[Extracted data entries]
++++++++++++++++++++
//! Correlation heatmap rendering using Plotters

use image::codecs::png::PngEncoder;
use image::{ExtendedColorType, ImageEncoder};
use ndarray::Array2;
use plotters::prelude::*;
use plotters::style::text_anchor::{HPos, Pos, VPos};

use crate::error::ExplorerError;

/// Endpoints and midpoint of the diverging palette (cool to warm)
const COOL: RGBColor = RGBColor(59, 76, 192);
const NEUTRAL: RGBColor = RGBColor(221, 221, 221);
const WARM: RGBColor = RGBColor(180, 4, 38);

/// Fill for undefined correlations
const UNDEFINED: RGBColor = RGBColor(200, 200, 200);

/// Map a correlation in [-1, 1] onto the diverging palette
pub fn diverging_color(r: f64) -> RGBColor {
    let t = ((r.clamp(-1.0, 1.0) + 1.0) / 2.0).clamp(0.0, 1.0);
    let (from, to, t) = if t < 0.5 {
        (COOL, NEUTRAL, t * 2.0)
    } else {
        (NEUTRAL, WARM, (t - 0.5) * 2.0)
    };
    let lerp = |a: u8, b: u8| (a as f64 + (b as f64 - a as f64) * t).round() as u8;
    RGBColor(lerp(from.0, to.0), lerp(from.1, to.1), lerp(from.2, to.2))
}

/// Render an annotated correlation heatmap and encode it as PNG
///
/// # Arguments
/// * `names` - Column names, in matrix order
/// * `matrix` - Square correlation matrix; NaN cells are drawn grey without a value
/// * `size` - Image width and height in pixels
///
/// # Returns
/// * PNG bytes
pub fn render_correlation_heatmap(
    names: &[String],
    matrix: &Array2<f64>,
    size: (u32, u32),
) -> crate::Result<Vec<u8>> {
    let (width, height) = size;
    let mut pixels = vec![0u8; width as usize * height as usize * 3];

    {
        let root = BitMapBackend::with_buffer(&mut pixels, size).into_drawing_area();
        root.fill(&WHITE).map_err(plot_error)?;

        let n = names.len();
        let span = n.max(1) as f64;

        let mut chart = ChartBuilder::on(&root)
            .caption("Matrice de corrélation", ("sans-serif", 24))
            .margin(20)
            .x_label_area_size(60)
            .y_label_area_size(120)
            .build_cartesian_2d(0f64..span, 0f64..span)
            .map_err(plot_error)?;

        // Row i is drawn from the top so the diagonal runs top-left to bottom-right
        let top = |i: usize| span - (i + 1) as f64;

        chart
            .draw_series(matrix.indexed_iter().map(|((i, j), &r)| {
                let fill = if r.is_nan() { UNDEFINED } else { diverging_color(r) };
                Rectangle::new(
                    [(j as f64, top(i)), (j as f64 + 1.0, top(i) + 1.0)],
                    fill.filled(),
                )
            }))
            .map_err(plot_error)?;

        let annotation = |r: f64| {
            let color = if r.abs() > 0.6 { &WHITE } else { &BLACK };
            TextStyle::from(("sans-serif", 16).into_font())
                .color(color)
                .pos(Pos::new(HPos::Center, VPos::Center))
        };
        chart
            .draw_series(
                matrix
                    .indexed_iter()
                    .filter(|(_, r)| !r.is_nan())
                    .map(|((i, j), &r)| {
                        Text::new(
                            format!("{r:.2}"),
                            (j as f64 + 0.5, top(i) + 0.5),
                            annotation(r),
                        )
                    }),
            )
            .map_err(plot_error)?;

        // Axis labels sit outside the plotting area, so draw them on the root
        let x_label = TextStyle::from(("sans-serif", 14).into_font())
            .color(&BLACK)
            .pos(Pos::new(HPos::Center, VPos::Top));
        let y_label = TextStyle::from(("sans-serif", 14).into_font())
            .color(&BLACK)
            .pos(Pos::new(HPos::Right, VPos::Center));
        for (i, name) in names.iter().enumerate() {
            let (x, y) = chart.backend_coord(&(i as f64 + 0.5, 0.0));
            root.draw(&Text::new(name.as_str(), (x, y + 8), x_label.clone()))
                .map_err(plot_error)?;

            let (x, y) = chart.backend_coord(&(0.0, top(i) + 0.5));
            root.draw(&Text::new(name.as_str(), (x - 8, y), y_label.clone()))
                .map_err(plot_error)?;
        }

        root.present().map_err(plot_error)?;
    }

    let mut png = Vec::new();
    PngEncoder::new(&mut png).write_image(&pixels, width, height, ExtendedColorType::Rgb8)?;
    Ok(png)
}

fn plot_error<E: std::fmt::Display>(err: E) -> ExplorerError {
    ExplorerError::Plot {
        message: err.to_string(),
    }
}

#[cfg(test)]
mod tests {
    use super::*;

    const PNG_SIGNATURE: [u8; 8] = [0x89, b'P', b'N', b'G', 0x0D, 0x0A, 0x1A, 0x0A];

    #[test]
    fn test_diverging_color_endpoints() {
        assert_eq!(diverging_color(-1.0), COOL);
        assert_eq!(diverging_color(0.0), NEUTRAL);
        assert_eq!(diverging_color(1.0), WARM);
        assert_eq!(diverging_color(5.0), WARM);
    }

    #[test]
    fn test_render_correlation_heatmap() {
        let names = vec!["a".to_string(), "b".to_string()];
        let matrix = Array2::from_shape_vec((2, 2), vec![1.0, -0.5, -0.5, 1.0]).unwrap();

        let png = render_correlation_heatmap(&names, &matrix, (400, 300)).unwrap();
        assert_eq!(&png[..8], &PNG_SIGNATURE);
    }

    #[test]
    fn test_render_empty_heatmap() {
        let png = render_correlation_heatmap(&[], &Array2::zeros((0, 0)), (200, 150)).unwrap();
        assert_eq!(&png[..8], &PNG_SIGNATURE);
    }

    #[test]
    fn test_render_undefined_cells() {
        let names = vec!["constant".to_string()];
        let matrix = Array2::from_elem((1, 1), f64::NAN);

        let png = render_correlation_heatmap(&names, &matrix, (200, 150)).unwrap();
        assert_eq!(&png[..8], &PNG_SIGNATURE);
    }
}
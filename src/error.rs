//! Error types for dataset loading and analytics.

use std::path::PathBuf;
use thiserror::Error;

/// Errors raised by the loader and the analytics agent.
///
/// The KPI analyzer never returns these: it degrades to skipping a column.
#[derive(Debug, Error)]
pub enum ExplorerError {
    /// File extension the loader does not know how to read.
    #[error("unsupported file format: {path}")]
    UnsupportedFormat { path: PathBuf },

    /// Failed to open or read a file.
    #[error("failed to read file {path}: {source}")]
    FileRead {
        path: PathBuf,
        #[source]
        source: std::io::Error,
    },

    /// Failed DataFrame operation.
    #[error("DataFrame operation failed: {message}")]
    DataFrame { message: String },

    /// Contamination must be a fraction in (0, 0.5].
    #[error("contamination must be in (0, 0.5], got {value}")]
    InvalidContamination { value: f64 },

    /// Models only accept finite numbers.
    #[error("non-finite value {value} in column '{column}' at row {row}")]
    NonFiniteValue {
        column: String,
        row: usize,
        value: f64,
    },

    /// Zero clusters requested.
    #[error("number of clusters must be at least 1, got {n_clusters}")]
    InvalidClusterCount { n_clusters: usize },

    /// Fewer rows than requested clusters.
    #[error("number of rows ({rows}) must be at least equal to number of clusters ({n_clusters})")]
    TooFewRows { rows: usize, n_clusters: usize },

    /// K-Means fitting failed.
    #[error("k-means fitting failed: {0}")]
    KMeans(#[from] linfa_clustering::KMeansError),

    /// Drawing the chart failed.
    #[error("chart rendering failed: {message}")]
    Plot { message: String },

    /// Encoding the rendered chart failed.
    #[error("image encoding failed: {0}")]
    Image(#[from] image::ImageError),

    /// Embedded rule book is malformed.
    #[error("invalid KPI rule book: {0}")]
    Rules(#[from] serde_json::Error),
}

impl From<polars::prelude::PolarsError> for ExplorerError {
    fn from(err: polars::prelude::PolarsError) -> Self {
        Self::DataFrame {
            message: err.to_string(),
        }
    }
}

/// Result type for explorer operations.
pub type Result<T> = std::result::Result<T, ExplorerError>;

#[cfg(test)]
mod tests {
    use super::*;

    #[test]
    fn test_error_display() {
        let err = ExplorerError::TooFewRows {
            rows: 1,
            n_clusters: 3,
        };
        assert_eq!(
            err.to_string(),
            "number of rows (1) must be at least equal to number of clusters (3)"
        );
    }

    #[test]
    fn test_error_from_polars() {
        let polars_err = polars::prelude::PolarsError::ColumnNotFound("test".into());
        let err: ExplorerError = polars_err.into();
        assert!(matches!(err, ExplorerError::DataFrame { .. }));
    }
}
++++++++++++++++++++
Exercise directions: Retype the entries above exactly, but only from the line containing "usize, n_clusters: usize" through the line containing "for explorer operations.", both included.

Result:
    TooFewRows { rows: usize, n_clusters: usize },

    /// K-Means fitting failed.
    #[error("k-means fitting failed: {0}")]
    KMeans(#[from] linfa_clustering::KMeansError),

    /// Drawing the chart failed.
    #[error("chart rendering failed: {message}")]
    Plot { message: String },

    /// Encoding the rendered chart failed.
    #[error("image encoding failed: {0}")]
    Image(#[from] image::ImageError),

    /// Embedded rule book is malformed.
    #[error("invalid KPI rule book: {0}")]
    Rules(#[from] serde_json::Error),
}

impl From<polars::prelude::PolarsError> for ExplorerError {
    fn from(err: polars::prelude::PolarsError) -> Self {
        Self::DataFrame {
            message: err.to_string(),
        }
    }
}

/// Result type for explorer operations.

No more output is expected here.